## Task requirements
Pull out every line below that holds the word "ChatStore".
★ ★ ★ ★
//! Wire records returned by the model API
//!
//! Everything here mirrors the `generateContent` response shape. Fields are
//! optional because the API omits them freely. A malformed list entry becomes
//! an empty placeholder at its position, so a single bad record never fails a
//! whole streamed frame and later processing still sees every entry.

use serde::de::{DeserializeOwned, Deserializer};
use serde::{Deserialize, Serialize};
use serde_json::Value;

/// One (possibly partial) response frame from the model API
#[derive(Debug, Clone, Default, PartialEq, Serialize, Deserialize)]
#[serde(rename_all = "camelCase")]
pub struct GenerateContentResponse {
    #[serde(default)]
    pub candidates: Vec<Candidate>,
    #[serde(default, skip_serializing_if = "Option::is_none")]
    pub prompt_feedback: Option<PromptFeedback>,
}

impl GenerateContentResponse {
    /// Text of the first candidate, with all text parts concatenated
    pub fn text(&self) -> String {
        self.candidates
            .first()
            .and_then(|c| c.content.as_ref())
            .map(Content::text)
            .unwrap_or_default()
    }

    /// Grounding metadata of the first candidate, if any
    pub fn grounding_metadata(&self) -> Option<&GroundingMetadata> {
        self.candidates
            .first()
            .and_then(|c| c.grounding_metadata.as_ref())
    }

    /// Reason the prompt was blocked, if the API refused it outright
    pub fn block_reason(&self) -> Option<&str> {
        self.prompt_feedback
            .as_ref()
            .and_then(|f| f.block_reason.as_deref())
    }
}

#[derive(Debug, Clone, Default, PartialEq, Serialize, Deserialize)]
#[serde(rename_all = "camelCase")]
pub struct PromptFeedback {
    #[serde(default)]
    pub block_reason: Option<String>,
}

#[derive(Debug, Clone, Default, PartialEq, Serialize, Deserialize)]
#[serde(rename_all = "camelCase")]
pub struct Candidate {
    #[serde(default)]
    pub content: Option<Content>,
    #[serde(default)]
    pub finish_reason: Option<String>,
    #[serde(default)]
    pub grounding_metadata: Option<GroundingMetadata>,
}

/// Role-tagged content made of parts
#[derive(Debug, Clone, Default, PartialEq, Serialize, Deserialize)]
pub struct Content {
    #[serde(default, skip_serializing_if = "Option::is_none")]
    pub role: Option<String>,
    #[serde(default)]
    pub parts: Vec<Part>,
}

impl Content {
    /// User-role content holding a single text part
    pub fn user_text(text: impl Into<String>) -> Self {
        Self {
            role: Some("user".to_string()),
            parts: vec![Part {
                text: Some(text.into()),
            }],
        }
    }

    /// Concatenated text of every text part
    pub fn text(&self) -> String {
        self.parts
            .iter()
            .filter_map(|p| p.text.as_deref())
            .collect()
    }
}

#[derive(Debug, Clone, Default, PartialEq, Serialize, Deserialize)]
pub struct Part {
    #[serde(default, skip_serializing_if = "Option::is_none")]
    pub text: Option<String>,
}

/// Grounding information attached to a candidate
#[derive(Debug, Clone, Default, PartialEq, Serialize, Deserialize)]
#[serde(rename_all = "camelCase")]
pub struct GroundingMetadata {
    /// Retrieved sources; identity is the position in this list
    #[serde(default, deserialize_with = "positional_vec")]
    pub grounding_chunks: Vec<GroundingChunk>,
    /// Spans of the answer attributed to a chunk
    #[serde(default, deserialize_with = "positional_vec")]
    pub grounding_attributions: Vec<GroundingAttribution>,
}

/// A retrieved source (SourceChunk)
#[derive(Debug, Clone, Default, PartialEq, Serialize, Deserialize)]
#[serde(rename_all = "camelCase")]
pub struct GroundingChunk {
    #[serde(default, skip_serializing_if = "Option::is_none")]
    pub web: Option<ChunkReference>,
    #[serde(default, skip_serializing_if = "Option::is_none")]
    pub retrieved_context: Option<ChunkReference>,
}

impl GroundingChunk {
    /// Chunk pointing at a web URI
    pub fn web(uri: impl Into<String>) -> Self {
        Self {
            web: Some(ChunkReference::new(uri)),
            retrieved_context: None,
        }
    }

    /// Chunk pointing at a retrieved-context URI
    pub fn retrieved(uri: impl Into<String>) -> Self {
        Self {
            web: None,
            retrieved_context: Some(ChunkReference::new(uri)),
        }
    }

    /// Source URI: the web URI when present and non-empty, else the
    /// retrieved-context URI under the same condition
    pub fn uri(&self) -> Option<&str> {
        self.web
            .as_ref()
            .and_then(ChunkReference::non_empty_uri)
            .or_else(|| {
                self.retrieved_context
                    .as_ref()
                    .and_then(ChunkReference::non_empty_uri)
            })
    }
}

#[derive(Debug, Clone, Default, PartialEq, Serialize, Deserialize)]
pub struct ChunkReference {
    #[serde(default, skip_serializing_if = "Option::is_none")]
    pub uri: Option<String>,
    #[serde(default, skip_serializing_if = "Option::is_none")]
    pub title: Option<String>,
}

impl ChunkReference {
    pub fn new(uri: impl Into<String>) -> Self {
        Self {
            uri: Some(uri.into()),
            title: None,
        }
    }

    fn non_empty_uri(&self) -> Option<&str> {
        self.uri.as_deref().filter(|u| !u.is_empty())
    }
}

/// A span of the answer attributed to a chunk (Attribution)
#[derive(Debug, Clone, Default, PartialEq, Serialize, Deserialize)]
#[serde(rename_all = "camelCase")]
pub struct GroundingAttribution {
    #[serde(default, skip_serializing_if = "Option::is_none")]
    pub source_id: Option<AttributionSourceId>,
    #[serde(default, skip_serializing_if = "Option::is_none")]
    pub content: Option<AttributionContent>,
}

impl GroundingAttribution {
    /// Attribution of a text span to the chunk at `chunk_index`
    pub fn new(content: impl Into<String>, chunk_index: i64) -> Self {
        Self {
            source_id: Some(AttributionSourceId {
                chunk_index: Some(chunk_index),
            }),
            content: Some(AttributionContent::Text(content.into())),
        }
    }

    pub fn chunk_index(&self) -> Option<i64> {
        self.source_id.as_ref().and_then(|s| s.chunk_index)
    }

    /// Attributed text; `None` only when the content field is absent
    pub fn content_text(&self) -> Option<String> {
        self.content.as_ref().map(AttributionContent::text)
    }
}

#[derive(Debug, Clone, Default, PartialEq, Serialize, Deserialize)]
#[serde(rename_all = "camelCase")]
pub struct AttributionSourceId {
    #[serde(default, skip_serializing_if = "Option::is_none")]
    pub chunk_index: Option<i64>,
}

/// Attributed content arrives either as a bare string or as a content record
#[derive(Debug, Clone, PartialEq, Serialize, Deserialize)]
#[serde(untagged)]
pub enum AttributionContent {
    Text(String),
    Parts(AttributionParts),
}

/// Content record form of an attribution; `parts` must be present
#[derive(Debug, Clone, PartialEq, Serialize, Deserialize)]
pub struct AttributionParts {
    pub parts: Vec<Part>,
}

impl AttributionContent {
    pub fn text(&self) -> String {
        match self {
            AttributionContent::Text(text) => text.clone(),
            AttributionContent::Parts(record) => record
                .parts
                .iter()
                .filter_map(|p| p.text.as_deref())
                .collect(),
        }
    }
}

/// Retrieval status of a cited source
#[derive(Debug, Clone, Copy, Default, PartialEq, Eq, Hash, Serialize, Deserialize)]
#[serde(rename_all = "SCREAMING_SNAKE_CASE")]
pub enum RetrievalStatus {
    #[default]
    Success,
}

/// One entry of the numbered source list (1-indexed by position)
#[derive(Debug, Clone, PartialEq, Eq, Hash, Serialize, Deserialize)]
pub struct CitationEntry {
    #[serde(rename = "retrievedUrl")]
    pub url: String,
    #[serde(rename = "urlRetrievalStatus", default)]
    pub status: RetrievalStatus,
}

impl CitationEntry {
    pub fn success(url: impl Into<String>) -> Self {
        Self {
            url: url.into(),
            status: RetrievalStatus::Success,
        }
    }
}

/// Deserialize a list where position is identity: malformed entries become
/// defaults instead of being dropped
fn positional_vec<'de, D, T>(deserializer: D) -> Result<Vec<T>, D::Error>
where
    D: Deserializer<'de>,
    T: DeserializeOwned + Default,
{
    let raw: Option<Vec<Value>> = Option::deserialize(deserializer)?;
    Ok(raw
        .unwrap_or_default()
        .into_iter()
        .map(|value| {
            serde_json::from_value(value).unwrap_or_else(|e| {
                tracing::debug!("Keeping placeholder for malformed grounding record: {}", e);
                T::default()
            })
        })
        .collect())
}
★ ★ ★ ★
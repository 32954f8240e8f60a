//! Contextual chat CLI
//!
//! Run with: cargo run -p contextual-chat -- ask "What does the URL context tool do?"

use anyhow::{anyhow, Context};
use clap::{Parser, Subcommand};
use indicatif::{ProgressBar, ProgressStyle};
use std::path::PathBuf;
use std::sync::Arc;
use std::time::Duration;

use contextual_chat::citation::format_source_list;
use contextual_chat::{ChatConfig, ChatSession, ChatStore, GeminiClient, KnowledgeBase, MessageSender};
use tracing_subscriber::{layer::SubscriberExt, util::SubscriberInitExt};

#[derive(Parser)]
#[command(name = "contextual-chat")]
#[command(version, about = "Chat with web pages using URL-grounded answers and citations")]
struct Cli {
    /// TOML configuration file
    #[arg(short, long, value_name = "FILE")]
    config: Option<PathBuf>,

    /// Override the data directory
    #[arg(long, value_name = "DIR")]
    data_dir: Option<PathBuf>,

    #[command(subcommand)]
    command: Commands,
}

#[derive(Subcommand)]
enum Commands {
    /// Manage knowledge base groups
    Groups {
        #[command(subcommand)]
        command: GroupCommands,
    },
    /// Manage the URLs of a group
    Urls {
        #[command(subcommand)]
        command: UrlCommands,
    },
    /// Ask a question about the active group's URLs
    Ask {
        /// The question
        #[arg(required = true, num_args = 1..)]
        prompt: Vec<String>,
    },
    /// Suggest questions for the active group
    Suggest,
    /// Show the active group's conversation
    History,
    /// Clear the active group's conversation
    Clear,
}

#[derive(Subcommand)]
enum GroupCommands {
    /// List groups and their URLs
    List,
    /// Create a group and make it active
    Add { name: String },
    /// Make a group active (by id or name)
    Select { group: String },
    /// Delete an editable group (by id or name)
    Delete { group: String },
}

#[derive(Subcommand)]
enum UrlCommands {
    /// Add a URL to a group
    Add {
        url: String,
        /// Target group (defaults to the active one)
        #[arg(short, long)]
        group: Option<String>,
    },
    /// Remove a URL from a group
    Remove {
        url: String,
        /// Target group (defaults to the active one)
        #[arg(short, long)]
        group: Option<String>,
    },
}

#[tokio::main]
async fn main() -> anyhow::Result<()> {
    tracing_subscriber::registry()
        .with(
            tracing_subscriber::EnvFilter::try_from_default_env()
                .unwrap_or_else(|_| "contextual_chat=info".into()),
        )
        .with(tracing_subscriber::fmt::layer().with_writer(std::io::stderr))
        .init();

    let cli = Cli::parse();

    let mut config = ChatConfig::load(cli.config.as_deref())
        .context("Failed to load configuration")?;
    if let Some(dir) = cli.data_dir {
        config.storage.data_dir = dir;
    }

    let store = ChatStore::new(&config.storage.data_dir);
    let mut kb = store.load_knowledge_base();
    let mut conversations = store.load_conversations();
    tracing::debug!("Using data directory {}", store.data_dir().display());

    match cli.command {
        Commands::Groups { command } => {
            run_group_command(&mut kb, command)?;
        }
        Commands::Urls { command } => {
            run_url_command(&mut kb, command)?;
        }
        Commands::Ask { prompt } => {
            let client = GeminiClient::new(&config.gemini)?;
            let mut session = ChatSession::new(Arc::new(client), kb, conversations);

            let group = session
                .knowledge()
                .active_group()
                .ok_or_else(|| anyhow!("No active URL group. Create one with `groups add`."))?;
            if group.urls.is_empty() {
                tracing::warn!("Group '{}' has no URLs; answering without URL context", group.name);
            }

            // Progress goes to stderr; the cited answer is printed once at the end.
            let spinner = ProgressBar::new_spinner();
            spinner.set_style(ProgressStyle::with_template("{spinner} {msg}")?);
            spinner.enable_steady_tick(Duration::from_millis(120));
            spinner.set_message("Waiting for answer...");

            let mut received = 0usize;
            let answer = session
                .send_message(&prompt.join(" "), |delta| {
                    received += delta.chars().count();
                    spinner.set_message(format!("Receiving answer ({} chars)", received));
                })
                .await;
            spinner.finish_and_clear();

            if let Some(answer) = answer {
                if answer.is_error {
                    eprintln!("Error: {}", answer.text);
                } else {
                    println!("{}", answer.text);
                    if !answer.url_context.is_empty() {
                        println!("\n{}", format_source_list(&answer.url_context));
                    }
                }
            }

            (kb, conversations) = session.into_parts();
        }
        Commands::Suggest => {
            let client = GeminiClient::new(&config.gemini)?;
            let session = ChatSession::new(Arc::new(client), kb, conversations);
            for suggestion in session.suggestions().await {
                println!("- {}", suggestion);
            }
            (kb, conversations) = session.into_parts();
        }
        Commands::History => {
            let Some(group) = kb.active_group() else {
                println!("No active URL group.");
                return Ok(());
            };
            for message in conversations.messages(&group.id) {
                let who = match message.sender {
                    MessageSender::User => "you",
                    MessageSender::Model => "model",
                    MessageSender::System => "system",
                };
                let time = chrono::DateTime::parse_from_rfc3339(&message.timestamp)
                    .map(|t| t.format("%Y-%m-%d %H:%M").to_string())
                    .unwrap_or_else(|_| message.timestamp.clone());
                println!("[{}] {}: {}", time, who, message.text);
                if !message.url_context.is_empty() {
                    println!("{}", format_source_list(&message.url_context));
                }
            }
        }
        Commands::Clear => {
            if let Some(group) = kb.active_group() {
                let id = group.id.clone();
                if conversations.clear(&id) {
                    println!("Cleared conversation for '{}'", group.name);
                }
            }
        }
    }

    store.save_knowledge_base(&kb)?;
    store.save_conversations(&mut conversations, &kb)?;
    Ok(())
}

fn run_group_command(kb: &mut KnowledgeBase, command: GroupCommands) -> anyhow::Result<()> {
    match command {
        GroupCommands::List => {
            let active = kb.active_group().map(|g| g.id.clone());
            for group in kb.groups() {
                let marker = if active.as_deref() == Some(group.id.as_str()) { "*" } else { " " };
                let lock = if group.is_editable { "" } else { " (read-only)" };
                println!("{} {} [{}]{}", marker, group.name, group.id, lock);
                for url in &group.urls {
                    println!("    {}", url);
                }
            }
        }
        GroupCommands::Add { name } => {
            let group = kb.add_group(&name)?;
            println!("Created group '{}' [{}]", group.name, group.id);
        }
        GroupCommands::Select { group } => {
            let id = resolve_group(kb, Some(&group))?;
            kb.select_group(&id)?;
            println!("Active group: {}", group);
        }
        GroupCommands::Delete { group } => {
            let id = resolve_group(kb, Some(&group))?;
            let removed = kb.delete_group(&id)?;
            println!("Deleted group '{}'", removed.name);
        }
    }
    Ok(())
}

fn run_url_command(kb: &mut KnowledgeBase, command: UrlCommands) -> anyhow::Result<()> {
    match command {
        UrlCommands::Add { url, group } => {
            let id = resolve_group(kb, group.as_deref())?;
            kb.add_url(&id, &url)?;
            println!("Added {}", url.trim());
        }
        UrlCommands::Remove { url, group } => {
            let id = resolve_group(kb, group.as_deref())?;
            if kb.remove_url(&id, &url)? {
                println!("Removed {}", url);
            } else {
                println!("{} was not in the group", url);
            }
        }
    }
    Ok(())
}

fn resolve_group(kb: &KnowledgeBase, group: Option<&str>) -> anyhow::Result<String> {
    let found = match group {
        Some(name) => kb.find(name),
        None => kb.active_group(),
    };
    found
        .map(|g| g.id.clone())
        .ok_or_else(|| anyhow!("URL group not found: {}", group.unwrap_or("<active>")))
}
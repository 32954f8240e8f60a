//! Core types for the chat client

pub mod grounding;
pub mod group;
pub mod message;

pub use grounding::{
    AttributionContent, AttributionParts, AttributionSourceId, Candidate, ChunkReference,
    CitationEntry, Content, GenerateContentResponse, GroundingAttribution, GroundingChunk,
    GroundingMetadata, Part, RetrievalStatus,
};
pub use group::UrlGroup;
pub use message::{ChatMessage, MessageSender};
★ ★ ★ ★
## Answer section
use contextual_chat::{ChatConfig, ChatSession, ChatStore, GeminiClient, KnowledgeBase, MessageSender};
    let store = ChatStore::new(&config.storage.data_dir);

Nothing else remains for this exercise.